In an earlier report (Lucas, J. J., and Levin, E. (1977 J. Biol. Chem. 252, 4330-4336), we showed that immature chick oviduct membranes could not transfer [14C]mannose from GDP-[14C]Man to endogenous oligosaccharide pyrophosphoryl dolichol or protein. Estrogen treatment of chicks however, stimulated [14C]mannose transfer to those acceptors. In order to determine whether the oligosaccharide transfer responsible for N-glycosylation of oviduct proteins is present in immature oviduct membranes exogenous carboxymethylated alpha-lactalbumin and radiolabeled oligosaccharide-lipid were added to oviduct membranes.

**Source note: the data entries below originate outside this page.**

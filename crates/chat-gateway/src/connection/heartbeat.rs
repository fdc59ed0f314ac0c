//! Heartbeat loop and sequence tracking

use std::sync::atomic::{AtomicBool, AtomicU64, Ordering};
use std::sync::Arc;
use std::time::Duration;

use parking_lot::Mutex;
use tokio::sync::Notify;
use tokio::time::{Instant, MissedTickBehavior};
use tokio_util::sync::CancellationToken;

use super::GatewaySocket;
use crate::error::GatewayError;
use crate::protocol::GatewayMessage;

/// Last dispatch sequence of the current session; 0 means none seen yet
#[derive(Debug, Default)]
pub struct Sequence(AtomicU64);

impl Sequence {
    pub fn get(&self) -> Option<u64> {
        match self.0.load(Ordering::SeqCst) {
            0 => None,
            seq => Some(seq),
        }
    }

    /// Record `seq`, keeping the running maximum. Returns false for a stale value.
    pub fn observe(&self, seq: u64) -> bool {
        self.0.fetch_max(seq, Ordering::SeqCst) <= seq
    }

    pub fn reset(&self) {
        self.0.store(0, Ordering::SeqCst);
    }
}

/// Per-connection heartbeat bookkeeping shared with the receive loop
#[derive(Debug)]
pub struct HeartbeatState {
    acked: AtomicBool,
    requested: Notify,
    sent_at: Mutex<Option<Instant>>,
    latency: Mutex<Option<Duration>>,
}

impl Default for HeartbeatState {
    fn default() -> Self {
        Self {
            acked: AtomicBool::new(true),
            requested: Notify::new(),
            sent_at: Mutex::new(None),
            latency: Mutex::new(None),
        }
    }
}

impl HeartbeatState {
    pub fn ack(&self) {
        self.acked.store(true, Ordering::SeqCst);
        if let Some(sent_at) = *self.sent_at.lock() {
            *self.latency.lock() = Some(sent_at.elapsed());
        }
    }

    /// Server asked for a beat out of band
    pub fn request(&self) {
        self.requested.notify_one();
    }

    /// Round trip of the last acknowledged beat
    pub fn latency(&self) -> Option<Duration> {
        *self.latency.lock()
    }
}

/// Why the heartbeat loop stopped
#[derive(Debug)]
pub enum HeartbeatExit {
    Cancelled,
    /// No ack arrived before the next beat was due
    AckTimeout,
    SendFailed(GatewayError),
}

/// Beat immediately, then every `interval` until cancelled or an ack is missed
///
/// Out-of-band requests are answered at once and leave the interval schedule alone.
pub async fn run_heartbeat(
    socket: Arc<GatewaySocket>,
    interval: Duration,
    state: Arc<HeartbeatState>,
    sequence: Arc<Sequence>,
    cancel: CancellationToken,
) -> HeartbeatExit {
    let mut ticker = tokio::time::interval(interval);
    ticker.set_missed_tick_behavior(MissedTickBehavior::Delay);

    loop {
        tokio::select! {
            () = cancel.cancelled() => return HeartbeatExit::Cancelled,
            _ = ticker.tick() => {
                if !state.acked.swap(false, Ordering::SeqCst) {
                    tracing::warn!("Heartbeat ack not received in time");
                    return HeartbeatExit::AckTimeout;
                }
            }
            () = state.requested.notified() => {
                tracing::debug!("Server requested heartbeat");
            }
        }

        let seq = sequence.get();
        tracing::trace!(seq, "Sending heartbeat");
        *state.sent_at.lock() = Some(Instant::now());
        if let Err(err) = socket.send(&GatewayMessage::heartbeat(seq)).await {
            return HeartbeatExit::SendFailed(err);
        }
    }
}
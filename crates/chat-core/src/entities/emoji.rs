//! Emoji - custom guild emojis and the emoji reference used by reactions

use crate::value_objects::Snowflake;

/// Custom guild emoji
#[derive(Debug, Clone, PartialEq, Eq)]
pub struct Emoji {
    pub id: Snowflake,
    pub guild_id: Snowflake,
    pub name: String,
    pub role_ids: Vec<Snowflake>,
    pub require_colons: bool,
    pub managed: bool,
    pub animated: bool,
}

impl Emoji {
    pub fn new(id: Snowflake, guild_id: Snowflake, name: String) -> Self {
        Self {
            id,
            guild_id,
            name,
            role_ids: Vec::new(),
            require_colons: true,
            managed: false,
            animated: false,
        }
    }

    pub fn mention(&self) -> String {
        let prefix = if self.animated { "a" } else { "" };
        format!("<{prefix}:{}:{}>", self.name, self.id)
    }
}

/// Emoji as referenced from a reaction: either a unicode glyph or a custom emoji
#[derive(Debug, Clone, PartialEq, Eq, Hash)]
pub struct ReactionEmoji {
    pub id: Option<Snowflake>,
    pub name: Option<String>,
    pub animated: bool,
}

impl ReactionEmoji {
    pub fn unicode(glyph: impl Into<String>) -> Self {
        Self {
            id: None,
            name: Some(glyph.into()),
            animated: false,
        }
    }

    pub fn custom(id: Snowflake, name: impl Into<String>) -> Self {
        Self {
            id: Some(id),
            name: Some(name.into()),
            animated: false,
        }
    }

    /// Two references denote the same emoji: custom ones by ID, unicode ones by glyph
    pub fn same_as(&self, other: &ReactionEmoji) -> bool {
        match (self.id, other.id) {
            (Some(a), Some(b)) => a == b,
            (None, None) => self.name == other.name,
            _ => false,
        }
    }
}

#[cfg(test)]
mod tests {
    use super::*;

    #[test]
    fn test_emoji_mention() {
        let mut emoji = Emoji::new(Snowflake::new(42), Snowflake::new(1), "blob".to_string());
        assert_eq!(emoji.mention(), "<:blob:42>");
        emoji.animated = true;
        assert_eq!(emoji.mention(), "<a:blob:42>");
    }

    #[test]
    fn test_reaction_emoji_identity() {
        let a = ReactionEmoji::custom(Snowflake::new(42), "blob");
        let b = ReactionEmoji::custom(Snowflake::new(42), "renamed");
        assert!(a.same_as(&b));

        assert!(ReactionEmoji::unicode("👍").same_as(&ReactionEmoji::unicode("👍")));
        assert!(!ReactionEmoji::unicode("👍").same_as(&a));
    }
}
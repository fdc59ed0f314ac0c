//! Message entity - a chat message held in the per-channel message cache

use chrono::{DateTime, Utc};

use super::reaction::Reaction;
use super::ReactionEmoji;
use crate::value_objects::Snowflake;

#[derive(Debug, Clone, PartialEq, Eq)]
pub struct Message {
    pub id: Snowflake,
    pub channel_id: Snowflake,
    pub guild_id: Option<Snowflake>,
    pub author_id: Snowflake,
    pub content: String,
    pub timestamp: Option<DateTime<Utc>>,
    pub edited_timestamp: Option<DateTime<Utc>>,
    pub tts: bool,
    pub mention_everyone: bool,
    pub mention_ids: Vec<Snowflake>,
    pub pinned: bool,
    pub reactions: Vec<Reaction>,
}

impl Message {
    pub fn new(id: Snowflake, channel_id: Snowflake, author_id: Snowflake, content: String) -> Self {
        Self {
            id,
            channel_id,
            guild_id: None,
            author_id,
            content,
            timestamp: None,
            edited_timestamp: None,
            tts: false,
            mention_everyone: false,
            mention_ids: Vec::new(),
            pinned: false,
            reactions: Vec::new(),
        }
    }

    #[inline]
    pub fn is_edited(&self) -> bool {
        self.edited_timestamp.is_some()
    }

    /// Count one more reaction with `emoji`; `me` marks our own reaction
    pub fn add_reaction(&mut self, emoji: &ReactionEmoji, me: bool) {
        match self.reactions.iter_mut().find(|r| r.emoji.same_as(emoji)) {
            Some(reaction) => {
                reaction.count += 1;
                reaction.me |= me;
            }
            None => self.reactions.push(Reaction::new(emoji.clone(), me)),
        }
    }

    /// Count one reaction less; the entry disappears when it reaches zero
    pub fn remove_reaction(&mut self, emoji: &ReactionEmoji, me: bool) {
        if let Some(pos) = self.reactions.iter().position(|r| r.emoji.same_as(emoji)) {
            let reaction = &mut self.reactions[pos];
            reaction.count = reaction.count.saturating_sub(1);
            if me {
                reaction.me = false;
            }
            if reaction.count == 0 {
                self.reactions.remove(pos);
            }
        }
    }

    pub fn clear_reactions(&mut self) {
        self.reactions.clear();
    }

    /// Truncated preview of the content (on a char boundary)
    pub fn preview(&self, max_len: usize) -> &str {
        if self.content.len() <= max_len {
            return &self.content;
        }
        let mut end = max_len;
        while !self.content.is_char_boundary(end) {
            end -= 1;
        }
        &self.content[..end]
    }
}
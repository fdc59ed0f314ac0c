//! Remote entities as held by the client cache

mod channel;
mod emoji;
mod guild;
mod member;
mod message;
mod presence;
mod reaction;
mod role;
mod user;
mod voice_state;

pub use channel::{Channel, ChannelType};
pub use emoji::{Emoji, ReactionEmoji};
pub use guild::Guild;
pub use member::GuildMember;
pub use message::Message;
pub use presence::{Activity, ActivityType, Presence, Status};
pub use reaction::Reaction;
pub use role::Role;
pub use user::User;
pub use voice_state::VoiceState;
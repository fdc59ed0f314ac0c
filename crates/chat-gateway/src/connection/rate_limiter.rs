//! Fixed-window invocation limiter

use std::time::Duration;

use tokio::sync::Mutex;
use tokio::time::Instant;
use tokio_util::sync::CancellationToken;

use crate::error::{GatewayError, GatewayResult};

#[derive(Debug)]
struct Window {
    reset_at: Option<Instant>,
    invokes_left: u32,
}

/// At most `max_invokes` calls per `window`
///
/// The window starts at the first call after a refill. Callers that find it
/// exhausted sleep until it resets, queued behind the state lock in arrival order.
#[derive(Debug)]
pub struct RateLimiter {
    name: &'static str,
    window: Duration,
    max_invokes: u32,
    state: Mutex<Window>,
}

impl RateLimiter {
    pub fn new(name: &'static str, window: Duration, max_invokes: u32) -> Self {
        let max_invokes = max_invokes.max(1);
        Self {
            name,
            window,
            max_invokes,
            state: Mutex::new(Window {
                reset_at: None,
                invokes_left: max_invokes,
            }),
        }
    }

    /// One Identify per 5 seconds
    pub fn identify() -> Self {
        Self::new("identify", Duration::from_secs(5), 1)
    }

    /// 120 outbound payloads per minute
    pub fn outbound() -> Self {
        Self::new("outbound", Duration::from_secs(60), 120)
    }

    /// 5 status updates per minute
    pub fn status_update() -> Self {
        Self::new("status_update", Duration::from_secs(60), 5)
    }

    pub fn name(&self) -> &'static str {
        self.name
    }

    /// Take one slot, waiting for the window to reset if none are left
    pub async fn invoke(&self, cancel: &CancellationToken) -> GatewayResult<()> {
        let mut state = tokio::select! {
            () = cancel.cancelled() => return Err(GatewayError::Cancelled),
            guard = self.state.lock() => guard,
        };

        let now = Instant::now();
        if state.reset_at.is_some_and(|reset_at| now >= reset_at) {
            state.reset_at = None;
            state.invokes_left = self.max_invokes;
        }

        if state.invokes_left > 0 {
            if state.reset_at.is_none() {
                state.reset_at = Some(now + self.window);
            }
            state.invokes_left -= 1;
            return Ok(());
        }

        let reset_at = state.reset_at.unwrap_or(now);
        tracing::debug!(
            limiter = self.name,
            wait_ms = u64::try_from(reset_at.saturating_duration_since(now).as_millis()).unwrap_or(u64::MAX),
            "Rate limit reached, waiting for window"
        );

        tokio::select! {
            () = cancel.cancelled() => return Err(GatewayError::Cancelled),
            () = tokio::time::sleep_until(reset_at) => {}
        }

        state.reset_at = Some(Instant::now() + self.window);
        state.invokes_left = self.max_invokes - 1;
        Ok(())
    }
}

#[cfg(test)]
mod tests {
    use super::*;

    #[tokio::test(start_paused = true)]
    async fn test_second_call_waits_for_window() {
        let limiter = RateLimiter::new("test", Duration::from_secs(5), 1);
        let cancel = CancellationToken::new();

        let start = Instant::now();
        limiter.invoke(&cancel).await.unwrap();
        assert_eq!(start.elapsed(), Duration::ZERO);

        limiter.invoke(&cancel).await.unwrap();
        let waited = start.elapsed();
        assert!(waited >= Duration::from_millis(4_900), "waited {waited:?}");
        assert!(waited <= Duration::from_millis(5_100), "waited {waited:?}");
    }

    #[tokio::test(start_paused = true)]
    async fn test_call_after_window_does_not_block() {
        let limiter = RateLimiter::identify();
        let cancel = CancellationToken::new();

        limiter.invoke(&cancel).await.unwrap();
        tokio::time::sleep(Duration::from_secs(6)).await;

        let start = Instant::now();
        limiter.invoke(&cancel).await.unwrap();
        assert_eq!(start.elapsed(), Duration::ZERO);
    }

    #[tokio::test(start_paused = true)]
    async fn test_burst_within_window() {
        let limiter = RateLimiter::status_update();
        let cancel = CancellationToken::new();

        let start = Instant::now();
        for _ in 0..5 {
            limiter.invoke(&cancel).await.unwrap();
        }
        assert_eq!(start.elapsed(), Duration::ZERO);

        limiter.invoke(&cancel).await.unwrap();
        assert!(start.elapsed() >= Duration::from_secs(60));
    }

    #[tokio::test(start_paused = true)]
    async fn test_cancel_while_waiting() {
        let limiter = RateLimiter::new("test", Duration::from_secs(5), 1);
        let cancel = CancellationToken::new();
        limiter.invoke(&cancel).await.unwrap();

        let trigger = cancel.clone();
        tokio::spawn(async move {
            tokio::time::sleep(Duration::from_secs(1)).await;
            trigger.cancel();
        });

        let result = limiter.invoke(&cancel).await;
        assert!(matches!(result, Err(GatewayError::Cancelled)));
    }

    #[test]
    fn test_zero_max_is_clamped() {
        let limiter = RateLimiter::new("test", Duration::from_secs(1), 0);
        assert_eq!(limiter.max_invokes, 1);
        assert_eq!(limiter.name(), "test");
    }
}
//! # chat-cache
//!
//! In-memory cache of remote entities kept in sync by gateway dispatch events.
//!
//! ## Example
//!
//! ```
//! use chat_cache::EntityCache;
//! use chat_core::{Guild, Snowflake};
//!
//! let cache = EntityCache::new(50);
//! cache.insert_guild(Guild::unavailable(Snowflake::new(10)));
//!
//! let guild = cache.guild(Snowflake::new(10)).unwrap();
//! assert!(!guild.is_available());
//! ```

pub mod error;
pub mod store;

pub use error::{CacheError, CacheResult};
pub use store::{CacheStats, EntityCache, GuildContents, RemovedGuild, Upsert};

Because purity of the oligosaccharide-lipid is essential for consistent transfer of oligosaccharide to carboxymethylated alpha-lactalbumin a high pressure liquid chromatography procedure has been developed for oligosaccharide-lipid purification. The data obtained indicate that immature chick oviduct membranes do have an enzyme capable of oligosaccharide transfer and that the activity is enhanced 3- to 4-fold by estrogen treatment of chicks. A Glc-oligosaccharide is transferred approximately 3-fold more effectively than the nonglycosylated Man-oligosaccharide by membrane preparations from immature chicks, estrogen-treated chicks, and mature hens.